When it comes to goats, there are many interesting aspects to explore, one of which is the collective nouns used to refer to groups of these animals. Collective nouns are words used to describe a group of individuals or things.

In the case of goats, these collective nouns have their roots in agriculture, literature and media, as well as regional and cultural variations.

Use in Agriculture

In agriculture, it is common to use specific collective nouns to refer to groups of goats. One commonly used term is a “herd” of goats. This term is often used to describe a group of goats that are managed and raised together on a farm or ranch.

Farmers or herders may use the term “herd” when referring to their goats as a whole, highlighting the collective nature of their livestock. Another term used in goat husbandry is a “flock” of goats, which is often used interchangeably with “herd”.

These collective nouns highlight the importance of group management and the social nature of goats within an agricultural setting.

Use in Literature and Media

Goats have also made their way into literature and media, and as a result, unique collective nouns have emerged. One of the most well-known collective nouns for goats is a “trip” or “trip of goats”. This term is often used in a playful or whimsical context, emphasizing the energetic and sometimes mischievous nature of goats.

It is not uncommon to find this term used in children’s books or cartoons, adding a touch of fun to the world of goats. Additionally, the term “tribe” is sometimes used to describe a group of goats, drawing on the social structure and interconnectedness often associated with tribal communities.

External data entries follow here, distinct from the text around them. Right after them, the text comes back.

//! Detail-page enrichment shared across adapters: currency tokens,
//! scope paragraphs, submission instructions, compliance-form vocabulary
//! and document links. All extraction is best-effort; `None` means the
//! page did not give the field up, never an error.

use std::sync::LazyLock;

use regex::Regex;
use scraper::Html;

use crate::html::{element_text, parse_selector, text_or_none};

/// Currency-token candidates, tried in order; the first match wins.
static VALUE_PATTERNS: LazyLock<Vec<Regex>> = LazyLock::new(|| {
    vec![
        Regex::new(r"(?i)estimated construction cost[:\s]*\$?([\d,]+(?:\.\d{2})?)").unwrap(),
        Regex::new(r"(?i)(?:estimated|estimate|budget|value|amount)\s*[:\-]\s*\$?([\d,]+(?:\.\d{2})?)")
            .unwrap(),
        Regex::new(r"(?i)not\s+to\s+exceed\s*\$?([\d,]+(?:\.\d{2})?)").unwrap(),
        Regex::new(r"\$([\d,]+(?:\.\d{2})?)").unwrap(),
    ]
});

static INSTRUCTION_PATTERNS: LazyLock<Vec<Regex>> = LazyLock::new(|| {
    vec![
        Regex::new(r"(?i)submission[:\s]+([^\n.]+)").unwrap(),
        Regex::new(r"(?i)(usb flash drives[^\n.]+)").unwrap(),
        Regex::new(r"(?i)(sealed (?:package|bid|envelope)[^\n.]+)").unwrap(),
        Regex::new(r"(?i)(pdf format[^\n.]+)").unwrap(),
    ]
});

/// Known compliance-form vocabulary. Presence anywhere on a detail page
/// is recorded; nothing else about the form is interpreted.
pub const FORM_KEYWORDS: [&str; 8] = [
    "Prevailing Wage",
    "DCAMM Certification",
    "MWBE",
    "CORI",
    "EPP",
    "REAP",
    "Wage Theft",
    "Union",
];

const SCOPE_KEYWORDS: [&str; 4] = ["project", "services", "scope", "background"];
const DOCUMENT_EXTENSIONS: [&str; 5] = [".pdf", ".doc", ".docx", ".xls", ".xlsx"];
const FORM_LINK_WORDS: [&str; 6] = ["form", "spec", "drawing", "addendum", "attachment", "document"];

pub const COMMENT_MAX_LEN: usize = 500;
pub const INSTRUCTIONS_MAX_LEN: usize = 300;

/// First currency-like token in the page text, normalized to a leading `$`.
pub fn extract_estimated_value(text: &str) -> Option<String> {
    for pattern in VALUE_PATTERNS.iter() {
        if let Some(caps) = pattern.captures(text) {
            return Some(format!("${}", &caps[1]));
        }
    }
    None
}

/// First paragraph of substance that reads like a scope description.
pub fn extract_scope_comment(document: &Html) -> Option<String> {
    let selector = parse_selector("p").ok()?;
    for paragraph in document.select(&selector) {
        let text = element_text(&paragraph);
        let lower = text.to_ascii_lowercase();
        if text.len() > 100 && SCOPE_KEYWORDS.iter().any(|k| lower.contains(k)) {
            return Some(truncate(&text, COMMENT_MAX_LEN));
        }
    }
    None
}

/// Submission-instruction fragments, at most three, joined with ` | `.
pub fn extract_instructions(text: &str) -> Option<String> {
    let mut parts = Vec::new();
    for pattern in INSTRUCTION_PATTERNS.iter() {
        for caps in pattern.captures_iter(text) {
            let fragment = caps[1].trim().to_string();
            if fragment.len() > 10 && !parts.contains(&fragment) {
                parts.push(fragment);
            }
        }
    }
    if parts.is_empty() {
        None
    } else {
        parts.truncate(3);
        Some(truncate(&parts.join(" | "), INSTRUCTIONS_MAX_LEN))
    }
}

/// Which compliance-form keywords appear on the page, comma-joined in
/// vocabulary order.
pub fn detect_standard_forms(text: &str) -> Option<String> {
    let lower = text.to_ascii_lowercase();
    let found: Vec<&str> = FORM_KEYWORDS
        .iter()
        .copied()
        .filter(|keyword| lower.contains(&keyword.to_ascii_lowercase()))
        .collect();
    if found.is_empty() {
        None
    } else {
        Some(found.join(", "))
    }
}

/// Link texts of up to five bid-specific documents (specs, drawings,
/// addenda) found on the page.
pub fn extract_bid_forms(document: &Html) -> Option<String> {
    let selector = parse_selector("a[href]").ok()?;
    let mut names = Vec::new();
    for link in document.select(&selector) {
        let Some(href) = link.value().attr("href") else {
            continue;
        };
        let href_lower = href.to_ascii_lowercase();
        if !DOCUMENT_EXTENSIONS.iter().any(|ext| href_lower.contains(ext)) {
            continue;
        }
        let Some(text) = text_or_none(element_text(&link)) else {
            continue;
        };
        let text_lower = text.to_ascii_lowercase();
        if FORM_LINK_WORDS.iter().any(|word| text_lower.contains(word)) && !names.contains(&text) {
            names.push(text);
        }
        if names.len() == 5 {
            break;
        }
    }
    if names.is_empty() {
        None
    } else {
        Some(names.join(", "))
    }
}

/// Truncate on a character boundary.
pub fn truncate(text: &str, max_len: usize) -> String {
    if text.len() <= max_len {
        return text.to_string();
    }
    let mut end = max_len;
    while !text.is_char_boundary(end) {
        end -= 1;
    }
    text[..end].to_string()
}

#[cfg(test)]
mod tests {
    use super::*;

    #[test]
    fn labeled_values_beat_bare_dollar_tokens() {
        let text = "Fee: $25 per set. Estimated Construction Cost: $50,000,000 total.";
        assert_eq!(extract_estimated_value(text).as_deref(), Some("$50,000,000"));
    }

    #[test]
    fn bare_dollar_token_is_the_last_resort() {
        assert_eq!(
            extract_estimated_value("Contract worth $1,500,000 over 3 years").as_deref(),
            Some("$1,500,000")
        );
        assert_eq!(extract_estimated_value("No pricing information"), None);
    }

    #[test]
    fn scope_paragraph_needs_length_and_a_scope_word() {
        let document = Html::parse_document(
            "<p>Short note.</p>\
             <p>The scope of this project covers the removal and replacement of the \
             existing roof membrane at the public safety building, including staging, \
             disposal and related site services.</p>",
        );
        let comment = extract_scope_comment(&document).unwrap();
        assert!(comment.starts_with("The scope of this project"));
    }

    #[test]
    fn instructions_join_fragments_and_cap_length() {
        let text = "Submission: one original and three copies.\n\
                    Responses must arrive in a sealed package clearly marked with the bid number.\n";
        let instructions = extract_instructions(text).unwrap();
        assert!(instructions.contains("one original and three copies"));
        assert!(instructions.contains(" | "));
        assert!(instructions.len() <= INSTRUCTIONS_MAX_LEN);
    }

    #[test]
    fn standard_forms_report_in_vocabulary_order() {
        let text = "Vendors must file CORI checks. Prevailing wage rates apply. MWBE encouraged.";
        assert_eq!(
            detect_standard_forms(text).as_deref(),
            Some("Prevailing Wage, MWBE, CORI")
        );
        assert_eq!(detect_standard_forms("nothing relevant"), None);
    }

    #[test]
    fn bid_form_links_filter_on_extension_and_wording() {
        let document = Html::parse_document(
            r##"<a href="/docs/spec-book.pdf">Specification Book</a>
                <a href="/docs/photo.jpg">Site Photo Document</a>
                <a href="/docs/addendum1.pdf">Addendum 1</a>
                <a href="/about.html">About</a>"##,
        );
        assert_eq!(
            extract_bid_forms(&document).as_deref(),
            Some("Specification Book, Addendum 1")
        );
    }

    #[test]
    fn truncate_respects_char_boundaries() {
        let text = "déjà vu".repeat(100);
        let cut = truncate(&text, 500);
        assert!(cut.len() <= 500);
        assert!(text.starts_with(&cut));
    }
}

Regional and Cultural Variations

It is fascinating to note that the collective nouns used to refer to groups of goats can vary depending on the region or culture. For example, in some parts of the United Kingdom, a group of goats is referred to as a “trip” or a “trip of goats”.

In other regions, the term “mob” may be used to describe a group of goats. These regional variations add an interesting layer to the cultural diversity surrounding goats and their collective nouns.


In summary, the most common collective nouns used to describe a group of goats are herd and tribe. However, there are a variety of other terms that may be used depending on the regional, cultural, and literary context.

Understanding the diverse terminology for goat groups sheds light on the long history humans have had domesticating and living alongside these gregarious animals.